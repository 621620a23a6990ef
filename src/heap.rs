/*
Binary min-heap over entries that live in an external arena.

The heap stores entry ids only. Every time an id lands in a slot, the entry's
own position field (see `HeapTracked`) is updated, so whoever owns the arena
can lower an entry's key in place and call `sift_up` at the recorded position.
That pair of steps is the decrease-key operation; there is no dedicated one.
*/

use std::marker::PhantomData;

/// Stable index of an entry inside the arena that owns it.
pub type EntryId = usize;

/// An arena entry that remembers where it currently sits in a heap.
pub trait HeapTracked {
    fn heap_position(&self) -> Option<usize>;
    fn set_heap_position(&mut self, position: Option<usize>);
}

/// Strict "less-than" ordering used to arrange the heap.
pub trait Comparator<E> {
    fn less(&self, a: &E, b: &E) -> bool;
}

impl<E, F> Comparator<E> for F
where
    F: Fn(&E, &E) -> bool,
{
    #[inline]
    fn less(&self, a: &E, b: &E) -> bool {
        self(a, b)
    }
}

#[derive(Debug, Clone)]
pub struct IndexedMinHeap<E, C> {
    slots: Vec<EntryId>,
    cmp: C,
    _entries: PhantomData<fn(&E)>,
}

impl<E, C> IndexedMinHeap<E, C> {
    pub fn new(cmp: C) -> Self {
        Self::with_capacity(cmp, 0)
    }

    pub fn with_capacity(cmp: C, capacity: usize) -> Self {
        Self {
            slots: Vec::with_capacity(capacity),
            cmp,
            _entries: PhantomData,
        }
    }

    pub fn len(&self) -> usize {
        self.slots.len()
    }

    pub fn is_empty(&self) -> bool {
        self.slots.is_empty()
    }

    /// Entry ids in heap (array) order.
    pub fn ids(&self) -> &[EntryId] {
        &self.slots
    }

    pub fn comparator(&self) -> &C {
        &self.cmp
    }

    /// Returns the entry id stored at `index`. Panics when out of range.
    pub fn peek(&self, index: usize) -> EntryId {
        self.check_index(index);
        self.slots[index]
    }

    pub fn peek_min(&self) -> EntryId {
        self.peek(0)
    }

    #[inline(always)]
    fn check_index(&self, index: usize) {
        assert!(
            index < self.slots.len(),
            "heap index {} out of range for length {}",
            index,
            self.slots.len()
        );
    }

    #[inline(always)]
    fn parent_of(index: usize) -> usize {
        (index - 1) >> 1
    }

    #[inline(always)]
    fn left_child_of(index: usize) -> usize {
        (index << 1) + 1
    }
}

impl<E, C> IndexedMinHeap<E, C>
where
    E: HeapTracked,
    C: Comparator<E>,
{
    /// Inserts `id` and sifts it up. The entry must not already be queued.
    pub fn push(&mut self, arena: &mut [E], id: EntryId) {
        debug_assert!(
            arena[id].heap_position().is_none(),
            "entry {} is already queued",
            id
        );
        let index = self.slots.len();
        self.slots.push(id);
        arena[id].set_heap_position(Some(index));
        self.sift_up(arena, index);
    }

    /// Removes the entry at `index` and returns its id. Panics when out of range.
    pub fn pop(&mut self, arena: &mut [E], index: usize) -> EntryId {
        self.check_index(index);
        let removed = self.slots.swap_remove(index);
        arena[removed].set_heap_position(None);

        if index < self.slots.len() {
            // The former last entry now fills the hole. It may belong above or below it.
            let moved = self.slots[index];
            arena[moved].set_heap_position(Some(index));
            if self.sift_down(arena, index) == index {
                self.sift_up(arena, index);
            }
        }
        removed
    }

    pub fn pop_min(&mut self, arena: &mut [E]) -> EntryId {
        self.pop(arena, 0)
    }

    /// Moves the entry at `index` toward the root while it is less than its
    /// parent. Returns the index it ends up at.
    pub fn sift_up(&mut self, arena: &mut [E], mut index: usize) -> usize {
        self.check_index(index);
        let id = self.slots[index];
        while index > 0 {
            let parent = Self::parent_of(index);
            let parent_id = self.slots[parent];
            if !self.cmp.less(&arena[id], &arena[parent_id]) {
                break;
            }
            self.place(arena, index, parent_id);
            index = parent;
        }
        self.place(arena, index, id);
        index
    }

    /// Moves the entry at `index` toward the leaves while a child is less
    /// than it. Returns the index it ends up at.
    pub fn sift_down(&mut self, arena: &mut [E], mut index: usize) -> usize {
        self.check_index(index);
        let id = self.slots[index];
        let len = self.slots.len();
        loop {
            let left = Self::left_child_of(index);
            if left >= len {
                break;
            }
            let right = left + 1;

            let mut child = left;
            if right < len && self.cmp.less(&arena[self.slots[right]], &arena[self.slots[left]]) {
                child = right;
            }

            let child_id = self.slots[child];
            if !self.cmp.less(&arena[child_id], &arena[id]) {
                break;
            }
            self.place(arena, index, child_id);
            index = child;
        }
        self.place(arena, index, id);
        index
    }

    /// Empties the heap, clearing the position of every queued entry.
    pub fn clear(&mut self, arena: &mut [E]) {
        for &id in &self.slots {
            arena[id].set_heap_position(None);
        }
        self.slots.clear();
    }

    /// True when both the heap order and every entry's recorded position hold.
    pub fn check_invariants(&self, arena: &[E]) -> bool {
        self.slots.iter().enumerate().all(|(index, &id)| {
            if arena[id].heap_position() != Some(index) {
                return false;
            }
            let left = Self::left_child_of(index);
            [left, left + 1]
                .into_iter()
                .filter(|&child| child < self.slots.len())
                .all(|child| !self.cmp.less(&arena[self.slots[child]], &arena[id]))
        })
    }

    #[inline(always)]
    fn place(&mut self, arena: &mut [E], index: usize, id: EntryId) {
        self.slots[index] = id;
        arena[id].set_heap_position(Some(index));
    }
}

* **Problem requirements**:
Check the data for the word "impl" and pull out the lines that have it.

* **Response to the exercise**:
impl<E, F> Comparator<E> for F
impl<E, C> IndexedMinHeap<E, C> {
impl<E, C> IndexedMinHeap<E, C>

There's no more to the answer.